(Input data Opens)

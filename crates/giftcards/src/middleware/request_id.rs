//! Request ID middleware for request tracing and correlation.
//!
//! Generates a UUID v4 for each request if not provided by an upstream
//! proxy or load balancer. The request ID is:
//! - Recorded in the current tracing span
//! - Added to the Sentry scope for error correlation
//! - Returned in the response headers

use axum::{extract::Request, http::HeaderValue, middleware::Next, response::Response};
use tracing::Span;
use uuid::Uuid;

/// The HTTP header name for request IDs.
pub const REQUEST_ID_HEADER: &str = "x-request-id";

/// Middleware that ensures every request has a unique request ID.
///
/// If the incoming request has an `x-request-id` header (from a load
/// balancer or another upstream proxy), that value is used. Otherwise, a
/// new UUID v4 is generated.
///
/// The request ID is:
/// 1. Recorded in the current tracing span via `Span::current().record()`
/// 2. Added to the Sentry scope as a tag for error correlation
/// 3. Added to the response headers for client visibility
pub async fn request_id_middleware(request: Request, next: Next) -> Response {
    let request_id = request
        .headers()
        .get(REQUEST_ID_HEADER)
        .and_then(|h| h.to_str().ok())
        .map_or_else(|| Uuid::new_v4().to_string(), String::from);

    // Record in current span for structured logging
    Span::current().record("request_id", &request_id);

    // Set in Sentry scope for error correlation
    sentry::configure_scope(|scope| {
        scope.set_tag("request_id", &request_id);
    });

    let mut response = next.run(request).await;

    // Add to response headers so clients can reference the request ID
    if let Ok(value) = HeaderValue::from_str(&request_id) {
        response.headers_mut().insert(REQUEST_ID_HEADER, value);
    }

    response
}
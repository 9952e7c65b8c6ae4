//! Application state shared across handlers.

use std::sync::Arc;

use crate::config::GiftcardsConfig;
use crate::db::Store;
use crate::services::{IdentityDirectory, Notifier, VerifyThrottle};

/// Application state shared across all handlers.
///
/// This struct is cheaply cloneable via `Arc` and provides access to the
/// storage backend, the external collaborators, and configuration. It
/// holds no authoritative domain state: the engine runs as many
/// independent request handlers, and every correctness guarantee comes
/// from the storage layer.
#[derive(Clone)]
pub struct AppState {
    inner: Arc<AppStateInner>,
}

struct AppStateInner {
    config: GiftcardsConfig,
    store: Arc<dyn Store>,
    directory: Arc<dyn IdentityDirectory>,
    notifier: Arc<dyn Notifier>,
    throttle: VerifyThrottle,
}

impl AppState {
    /// Create a new application state.
    #[must_use]
    pub fn new(
        config: GiftcardsConfig,
        store: Arc<dyn Store>,
        directory: Arc<dyn IdentityDirectory>,
        notifier: Arc<dyn Notifier>,
    ) -> Self {
        let throttle = VerifyThrottle::new(config.verify_attempts_per_minute);
        Self {
            inner: Arc::new(AppStateInner {
                config,
                store,
                directory,
                notifier,
                throttle,
            }),
        }
    }

    /// Get a reference to the service configuration.
    #[must_use]
    pub fn config(&self) -> &GiftcardsConfig {
        &self.inner.config
    }

    /// Get a reference to the storage backend.
    #[must_use]
    pub fn store(&self) -> &dyn Store {
        self.inner.store.as_ref()
    }

    /// Get a reference to the identity directory collaborator.
    #[must_use]
    pub fn directory(&self) -> &dyn IdentityDirectory {
        self.inner.directory.as_ref()
    }

    /// Get a reference to the notification sink.
    #[must_use]
    pub fn notifier(&self) -> &dyn Notifier {
        self.inner.notifier.as_ref()
    }

    /// Get a reference to the verification-attempt throttle.
    #[must_use]
    pub fn throttle(&self) -> &VerifyThrottle {
        &self.inner.throttle
    }
}
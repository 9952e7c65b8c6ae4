//! Card service error types.

use thiserror::Error;

use wildflower_core::{CardStatus, Money};

use crate::db::StoreError;

/// Errors from card issuance and staff-facing card operations.
#[derive(Debug, Error)]
pub enum CardError {
    /// Amount must be a positive number of cents.
    #[error("amount must be positive")]
    InvalidAmount,

    /// The requested validity window is outside policy.
    #[error("validity window of {months} months is outside policy")]
    InvalidValidity {
        /// Requested number of months.
        months: u32,
    },

    /// Code generation collided repeatedly; practically unreachable at
    /// our volume, surfaced rather than looped forever.
    #[error("could not allocate a unique card code")]
    CodeAllocation,

    /// No such card.
    #[error("card not found")]
    NotFound,

    /// The card's lifecycle state does not permit this operation.
    #[error("card status {current} does not permit this operation")]
    WrongStatus {
        /// The status the card is actually in.
        current: CardStatus,
    },

    /// In-store use requested more than the card has left.
    #[error("insufficient card value: {remaining} remaining, {requested} requested")]
    InsufficientValue {
        /// Remaining card value.
        remaining: Money,
        /// Amount requested.
        requested: Money,
    },

    /// Storage failure.
    #[error("storage error: {0}")]
    Store(StoreError),
}

impl From<StoreError> for CardError {
    fn from(e: StoreError) -> Self {
        match e {
            StoreError::NotFound => Self::NotFound,
            StoreError::StatusGuard { current } => Self::WrongStatus { current },
            StoreError::InsufficientValue {
                remaining,
                requested,
            } => Self::InsufficientValue {
                remaining,
                requested,
            },
            other => Self::Store(other),
        }
    }
}
//! HTTP middleware stack for the gift-card service.
//!
//! # Middleware Order (bottom to top in Router)
//!
//! 1. Sentry layer (capture errors)
//! 2. `TraceLayer` (request tracing)
//! 3. Request ID (add unique ID to each request)
//! 4. Rate limiting (governor, public redemption routes only)

pub mod rate_limit;
pub mod request_id;

pub use rate_limit::{redemption_rate_limiter, staff_rate_limiter};
pub use request_id::request_id_middleware;
//! Redemption protocol domain types.

use chrono::{DateTime, Utc};
use serde::{Deserialize, Serialize};

use wildflower_core::{Disposition, Email, GiftCardId, IdentityId, Money, RedemptionId, TransactionId, WalletId};

/// One completed redemption. At most one exists per gift card; the
/// storage layer enforces that with a uniqueness constraint, and the
/// constraint - not an application-level read - is what makes redemption
/// exactly-once.
#[derive(Debug, Clone, Serialize)]
pub struct RedemptionRecord {
    /// Record ID.
    pub id: RedemptionId,
    /// The card that was redeemed.
    pub gift_card_id: GiftCardId,
    /// Authenticated identity the redemption is bound to.
    pub redeemer_identity: IdentityId,
    /// Email the redeemer verified with.
    pub redeemer_email: Email,
    /// Cents converted by this redemption.
    pub amount: Money,
    /// How the holder chose to apply the value.
    pub disposition: Disposition,
    /// When the redemption committed.
    pub redeemed_at: DateTime<Utc>,
}

/// Insert shape for a redemption record.
#[derive(Debug, Clone)]
pub struct NewRedemption {
    pub gift_card_id: GiftCardId,
    pub redeemer_identity: IdentityId,
    pub redeemer_email: Email,
    pub amount: Money,
    pub disposition: Disposition,
}

/// The branch `verify_identity` puts the caller on.
#[derive(Debug, Clone, Copy, PartialEq, Eq, Serialize, Deserialize)]
#[serde(rename_all = "snake_case")]
pub enum VerifyFlow {
    /// Known identity, already authenticated as it: proceed immediately.
    Direct,
    /// Known identity, but the caller is unauthenticated or someone else.
    RequireLogin,
    /// No identity exists for this email yet.
    RequireSignup,
}

/// Result of `verify_identity`.
#[derive(Debug, Clone, Serialize)]
pub struct IdentityVerification {
    /// Which flow the caller must follow before executing.
    pub flow: VerifyFlow,
    /// The resolved identity, present only for [`VerifyFlow::Direct`].
    pub identity: Option<IdentityId>,
}

/// Outcome of the wallet credit leg of a `wallet`-disposition redemption.
#[derive(Debug, Clone, Copy, Serialize)]
pub struct WalletCreditOutcome {
    /// Wallet that received the credit.
    pub wallet_id: WalletId,
    /// Committed balance after the credit.
    pub new_balance: Money,
    /// Ledger transaction appended by the credit.
    pub transaction_id: TransactionId,
}

/// Result of a successful `execute_redemption`.
#[derive(Debug, Clone, Serialize)]
pub struct RedemptionResult {
    /// The redeemed card.
    pub gift_card_id: GiftCardId,
    /// Cents converted.
    pub amount: Money,
    /// The holder's disposition choice.
    pub disposition: Disposition,
    /// Present iff the disposition was `wallet`.
    pub wallet: Option<WalletCreditOutcome>,
}

#[cfg(test)]
#[allow(clippy::unwrap_used)]
mod tests {
    use super::*;

    #[test]
    fn test_verify_flow_serde_names() {
        assert_eq!(
            serde_json::to_string(&VerifyFlow::RequireLogin).unwrap(),
            "\"require_login\""
        );
        assert_eq!(serde_json::to_string(&VerifyFlow::Direct).unwrap(), "\"direct\"");
        assert_eq!(
            serde_json::to_string(&VerifyFlow::RequireSignup).unwrap(),
            "\"require_signup\""
        );
    }

    #[test]
    fn test_result_omits_wallet_for_direct() {
        let result = RedemptionResult {
            gift_card_id: GiftCardId::new(3),
            amount: Money::from_cents(5000).unwrap(),
            disposition: Disposition::Direct,
            wallet: None,
        };
        let json = serde_json::to_value(&result).unwrap();
        assert!(json.get("wallet").map(serde_json::Value::is_null).unwrap_or(true));
    }
}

(Input data Closes)

__Task goal__. Exactly the lines from the start of the entries through the one bearing "- Recorded in the current tracing span" are to be output, with both ends included.

__Answer section__.
filename crates/giftcards/src/middleware/request_id.rs
//! Request ID middleware for request tracing and correlation.
//!
//! Generates a UUID v4 for each request if not provided by an upstream
//! proxy or load balancer. The request ID is:
//! - Recorded in the current tracing span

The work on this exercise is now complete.